Chapter 2 Descriptive Statistics

Descriptive statistics are tools we use to summarize a set of data. It is usually an “exploratory” step that we perform before a more formal statistical method. Descriptive summaries can be graphical, or numeric.

2.1 Histograms

Sixteen dairy cows were fed a diet supplemented with a vitamin concentrate. Here is the milk fat concentration (g/kg) in a sample from each cow: \[20, 38, 44, 49, 42, 21, 48, 47, 21, 22, 23, 26, 26, 44, 48, 29\] What information about this data do we want to know?

A good visual tool for numeric data is the histogram. The data is divided into bins, and then a bar is drawn such that the height of the bar corresponds to the number of observations in that bin.

milkfat <- c(20, 38, 44, 49, 42, 21, 48, 47, 21, 22, 23, 26, 26, 44, 48, 29)

hist(milkfat, main = "Histogram of Milk Fat Data", col = "dodgerblue")

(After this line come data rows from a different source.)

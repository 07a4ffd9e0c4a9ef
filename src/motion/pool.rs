// src/motion/pool.rs - Fixed ring of planning blocks
//
// The pool is a fixed array addressed by index; prev/next wrap modulo the
// pool size. Three cursors walk the ring monotonically: `write` hands out
// slots to the main loop, `queue` commits them, `run` is consumed by the
// executor. Ownership of a slot is carried entirely by its state field.

use super::AXES;

/// Lifecycle of one pool slot.
#[derive(Debug, Clone, Copy, PartialEq, Eq, Default)]
pub enum BlockState {
    /// Available for allocation (must be the cleared value)
    #[default]
    Empty,
    /// Checked out by the main loop for writing
    Loading,
    /// Committed and visible to the look-ahead planner
    Queued,
    /// Marked as the next block to run
    Pending,
    /// Owned by the executor
    Running,
}

/// Program-flow and peripheral commands that ride the motion queue so they
/// execute in submission order.
#[derive(Debug, Clone, Copy, PartialEq, Eq)]
pub enum MCode {
    ProgramStop,
    OptionalStop,
    ProgramEnd,
    SpindleCw,
    SpindleCcw,
    SpindleOff,
    MistCoolantOn,
    FloodCoolantOn,
    FloodCoolantOff,
    FeedOverrideOn,
    FeedOverrideOff,
}

/// What a committed block asks the executor to do.
#[derive(Debug, Clone, Copy, PartialEq, Default)]
pub enum BlockKind {
    /// Cleared slot; never executed
    #[default]
    Null,
    /// Straight move at a single rate, no accel/decel shaping
    Line,
    /// Jerk-limited move planned by the look-ahead
    AccelLine,
    /// Timed pause (seconds)
    Dwell,
    MCode(MCode),
    Tool(u8),
    SpindleSpeed(f64),
}

/// Execution progress of a block, separate from slot ownership.
#[derive(Debug, Clone, Copy, PartialEq, Eq, Default)]
pub enum MoveState {
    #[default]
    Off,
    New,
    Run,
}

/// One queued unit of planned motion or auxiliary command.
///
/// Velocity fields split into the *planned* values (entry/cruise/exit) the
/// executor consumes, and the *ceiling* values (`*_vmax`) the look-ahead
/// derives them from. `braking_velocity` carries the reverse-pass result:
/// the fastest entry from which this block can still slow to meet its
/// successor.
#[derive(Debug, Clone, Copy, Default)]
pub struct PlanningBlock {
    pub line_number: u32,
    pub state: BlockState,
    pub kind: BlockKind,
    pub move_state: MoveState,

    /// May the look-ahead still revise this block?
    pub replannable: bool,
    /// Is this block the release point of a feedhold?
    pub hold_point: bool,

    /// Absolute end position (mm or degrees per axis)
    pub target: [f64; AXES],
    /// Unit vector of motion
    pub unit: [f64; AXES],

    /// Requested duration (minutes; seconds for dwells)
    pub time: f64,
    /// Euclidean length across all axes (mm)
    pub length: f64,
    pub head_length: f64,
    pub body_length: f64,
    pub tail_length: f64,

    pub entry_velocity: f64,
    pub cruise_velocity: f64,
    pub exit_velocity: f64,

    pub entry_vmax: f64,
    pub cruise_vmax: f64,
    pub exit_vmax: f64,
    /// Largest velocity change achievable over `length` under this jerk
    pub delta_vmax: f64,
    pub braking_velocity: f64,

    pub jerk: f64,
    pub recip_jerk: f64,
    pub cubert_jerk: f64,
}

#[derive(Debug)]
pub struct BufferPool {
    blocks: Vec<PlanningBlock>,
    write: usize,
    queue: usize,
    run: usize,
}

impl BufferPool {
    pub fn new(pool_size: usize) -> Self {
        Self {
            blocks: vec![PlanningBlock::default(); pool_size],
            write: 0,
            queue: 0,
            run: 0,
        }
    }

    pub fn capacity(&self) -> usize {
        self.blocks.len()
    }

    pub fn next(&self, index: usize) -> usize {
        (index + 1) % self.blocks.len()
    }

    pub fn prev(&self, index: usize) -> usize {
        (index + self.blocks.len() - 1) % self.blocks.len()
    }

    pub fn block(&self, index: usize) -> &PlanningBlock {
        &self.blocks[index]
    }

    pub(crate) fn block_mut(&mut self, index: usize) -> &mut PlanningBlock {
        &mut self.blocks[index]
    }

    /// True if a submission could acquire a slot right now. Upstream layers
    /// are expected to gate on this; an acquire failure is fatal.
    pub fn has_space(&self) -> bool {
        self.blocks[self.write].state == BlockState::Empty
    }

    /// Number of slots currently owned by the queue (committed or running).
    pub fn occupied(&self) -> usize {
        self.blocks
            .iter()
            .filter(|b| b.state != BlockState::Empty)
            .count()
    }

    /// Check out the next write slot, cleared, or None if the ring is full.
    pub fn try_acquire_write(&mut self) -> Option<usize> {
        let index = self.write;
        if self.blocks[index].state != BlockState::Empty {
            return None;
        }
        self.blocks[index] = PlanningBlock {
            state: BlockState::Loading,
            ..PlanningBlock::default()
        };
        self.write = self.next(index);
        Some(index)
    }

    /// Relinquish the most recent unsubmitted write slot.
    pub fn release_write(&mut self) {
        self.write = self.prev(self.write);
        self.blocks[self.write].state = BlockState::Empty;
    }

    /// Commit the oldest checked-out slot to the queue and stamp its kind.
    /// Returns the committed index.
    pub fn commit(&mut self, kind: BlockKind) -> usize {
        let index = self.queue;
        let block = &mut self.blocks[index];
        block.kind = kind;
        block.move_state = MoveState::New;
        block.state = BlockState::Queued;
        self.queue = self.next(index);
        index
    }

    /// The block the executor should work on, promoting it to Running on
    /// first sight. Idempotent until the block is finalised.
    pub fn current_run(&mut self) -> Option<usize> {
        let index = self.run;
        match self.blocks[index].state {
            BlockState::Queued | BlockState::Pending => {
                self.blocks[index].state = BlockState::Running;
                Some(index)
            }
            BlockState::Running => Some(index),
            _ => None,
        }
    }

    /// Release the running slot and advance, promoting the next queued block
    /// to Pending. Returns true when the queue is now empty.
    pub fn finalize_run(&mut self) -> bool {
        self.blocks[self.run] = PlanningBlock::default();
        self.run = self.next(self.run);
        if self.blocks[self.run].state == BlockState::Queued {
            self.blocks[self.run].state = BlockState::Pending;
        }
        self.write == self.run
    }

    /// First block of the active chain (the running block, if any).
    pub fn first(&mut self) -> Option<usize> {
        self.current_run()
    }

    /// Last block of the active chain: walk forward from the running block
    /// while successors are still live.
    pub fn last(&mut self) -> Option<usize> {
        let first = self.current_run()?;
        let mut bp = first;
        loop {
            let nx = self.next(bp);
            if self.blocks[nx].move_state == MoveState::Off || nx == first {
                return Some(bp);
            }
            bp = nx;
        }
    }

    /// Overwrite a slot with the contents of its successor. Used by hold
    /// planning to consume queue entries while reshaping the deceleration.
    pub(crate) fn copy_from_next(&mut self, index: usize) {
        let src = self.next(index);
        self.blocks[index] = self.blocks[src];
    }

    /// Drop everything that is not currently running and realign the
    /// cursors. A running block is left for the executor to finish.
    pub fn flush_queued(&mut self) {
        for block in &mut self.blocks {
            if block.state != BlockState::Running {
                *block = PlanningBlock::default();
            }
        }
        if self.blocks[self.run].state == BlockState::Running {
            self.queue = self.next(self.run);
            self.write = self.queue;
        } else {
            self.queue = self.run;
            self.write = self.run;
        }
    }
}

#[cfg(test)]
mod tests {
    use super::*;

    fn committed(pool: &mut BufferPool, kind: BlockKind) -> usize {
        pool.try_acquire_write().expect("pool has space");
        pool.commit(kind)
    }

    #[test]
    fn acquire_commit_run_lifecycle() {
        let mut pool = BufferPool::new(8);
        assert!(pool.has_space());

        let idx = pool.try_acquire_write().unwrap();
        assert_eq!(pool.block(idx).state, BlockState::Loading);

        let committed = pool.commit(BlockKind::Line);
        assert_eq!(committed, idx);
        assert_eq!(pool.block(idx).state, BlockState::Queued);
        assert_eq!(pool.block(idx).move_state, MoveState::New);

        let run = pool.current_run().unwrap();
        assert_eq!(run, idx);
        assert_eq!(pool.block(idx).state, BlockState::Running);
        // repeated calls return the same block
        assert_eq!(pool.current_run(), Some(idx));

        assert!(pool.finalize_run());
        assert_eq!(pool.block(idx).state, BlockState::Empty);
        assert_eq!(pool.current_run(), None);
    }

    #[test]
    fn finalize_promotes_successor_to_pending() {
        let mut pool = BufferPool::new(8);
        let a = committed(&mut pool, BlockKind::Line);
        let b = committed(&mut pool, BlockKind::Line);

        assert_eq!(pool.current_run(), Some(a));
        assert!(!pool.finalize_run());
        assert_eq!(pool.block(b).state, BlockState::Pending);
        assert_eq!(pool.current_run(), Some(b));
    }

    #[test]
    fn release_write_rewinds_one_slot() {
        let mut pool = BufferPool::new(8);
        let idx = pool.try_acquire_write().unwrap();
        pool.release_write();
        assert_eq!(pool.block(idx).state, BlockState::Empty);
        // the same slot is handed out again
        assert_eq!(pool.try_acquire_write(), Some(idx));
    }

    #[test]
    fn pool_fills_and_wraps() {
        let mut pool = BufferPool::new(4);
        for _ in 0..4 {
            committed(&mut pool, BlockKind::Line);
        }
        assert!(!pool.has_space());
        assert!(pool.try_acquire_write().is_none());

        pool.current_run().unwrap();
        pool.finalize_run();
        assert!(pool.has_space());
        // freed slot is reused in ring order
        assert_eq!(pool.try_acquire_write(), Some(0));
    }

    #[test]
    fn last_walks_to_the_end_of_the_chain() {
        let mut pool = BufferPool::new(8);
        let _a = committed(&mut pool, BlockKind::AccelLine);
        let _b = committed(&mut pool, BlockKind::AccelLine);
        let c = committed(&mut pool, BlockKind::AccelLine);

        assert_eq!(pool.last(), Some(c));
    }

    #[test]
    fn flush_preserves_only_the_running_block() {
        let mut pool = BufferPool::new(8);
        let a = committed(&mut pool, BlockKind::AccelLine);
        let _b = committed(&mut pool, BlockKind::AccelLine);
        let _c = committed(&mut pool, BlockKind::AccelLine);

        pool.current_run().unwrap();
        pool.flush_queued();

        assert_eq!(pool.block(a).state, BlockState::Running);
        assert_eq!(pool.occupied(), 1);
        assert!(pool.has_space());

        // the running block still finalises normally, emptying the pool
        pool.finalize_run();
        assert_eq!(pool.occupied(), 0);
        assert_eq!(pool.current_run(), None);
    }
}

When building a histogram, our main choice is how wide the bins should be. We can make them very wide, or very narrow.

par(mfrow = c(1, 2)) # View 2 plots at once

hist(milkfat, main = "Histogram of Milk Fat Data", col = "dodgerblue",
     breaks = 4)
hist(milkfat, main = "Histogram of Milk Fat Data", col = "dodgerblue",
     breaks = 50)

par(mfrow = c(1, 1))

We want to have a “happy medium”. Bins that are too wide summarize too much, and are not very informative. Bins that are too narrow are more difficult to read and interpret.

We can set the histogram breaks with R’s seq() function. breaks = seq(14, 49, 7) means we want the breakpoints to go from 14 to 49, and we want the bins to be 7 units wide. The breaks are 14, 21, 28, etc.

par(mfrow = c(1, 2))

# Bins of width 5, from 20 to 50
hist(milkfat, main = "Histogram of Milk Fat Data",
     col = "dodgerblue", breaks = seq(20, 50, 5))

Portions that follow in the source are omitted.